First, Robin makes the insane agreement but, all of a sudden, she realizes that
she consented to become a product in a pill. So she denies officially before
the public and, thus, saves herself from being killed by enemies of
technological monopoly. Then, Miramount Nagasaki Police imprison and are about
to execute her, but later a modern protector appears and takes her to the
“Chemical Party”. On the other side of this chemical world, of course, there
is…truth. Robin explores the new condition but still misses her son and wants
to find him, years later, looking for his presence in time.
In conclusion, “The Congress” is a symbolical
movie about the human composure beyond –and except for- the technological
insanity. However, according to Julia Kristeva[1],
sadness, the depressive emotion, can be interpreted as a form of defense
against the process of cutting-up. It is claimed that sadness reconstructs and
reunifies the “ego” that regains unity through this emotion sheath.

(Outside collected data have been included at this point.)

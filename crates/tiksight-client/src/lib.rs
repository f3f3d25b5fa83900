//! HTTP client for the TikSight backend API.
//!
//! This crate provides:
//! - Import submission and per-job progress polling
//! - Video library retrieval
//! - Explicit per-request timeouts and application-level error mapping

pub mod client;
pub mod config;
pub mod error;

pub use client::ApiClient;
pub use config::ClientConfig;
pub use error::{ClientError, ClientResult};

Consequently, “The Congress” has a closer look
at time, from a subjective aspect, when things are occasions of a personal trip
and reconsideration in time. That’s why this “hellion”, this naughty kid, is
beloved by Folman. It is a mirror of his feeling – I won’t define it as stress,
for it is much more- towards his course in time. From this symbolical standpoint,
Robin is a Muse, a soul, and Aaron is her son who awaits and seeks an answer
like a modern Telemachus. Why sadness? Why truth? Because –otherwise- we would
not have started from a denial to end up in a kind of deception and judge the
deceptive side of life as well as of things. Because –otherwise- we would not
have pursued our creativity so as to release this body adventure confessed by
the emotion. Sadness indicates detachment. It is an impulse for addressing
ourselves to symbolism so as to correlate experiences of reality together.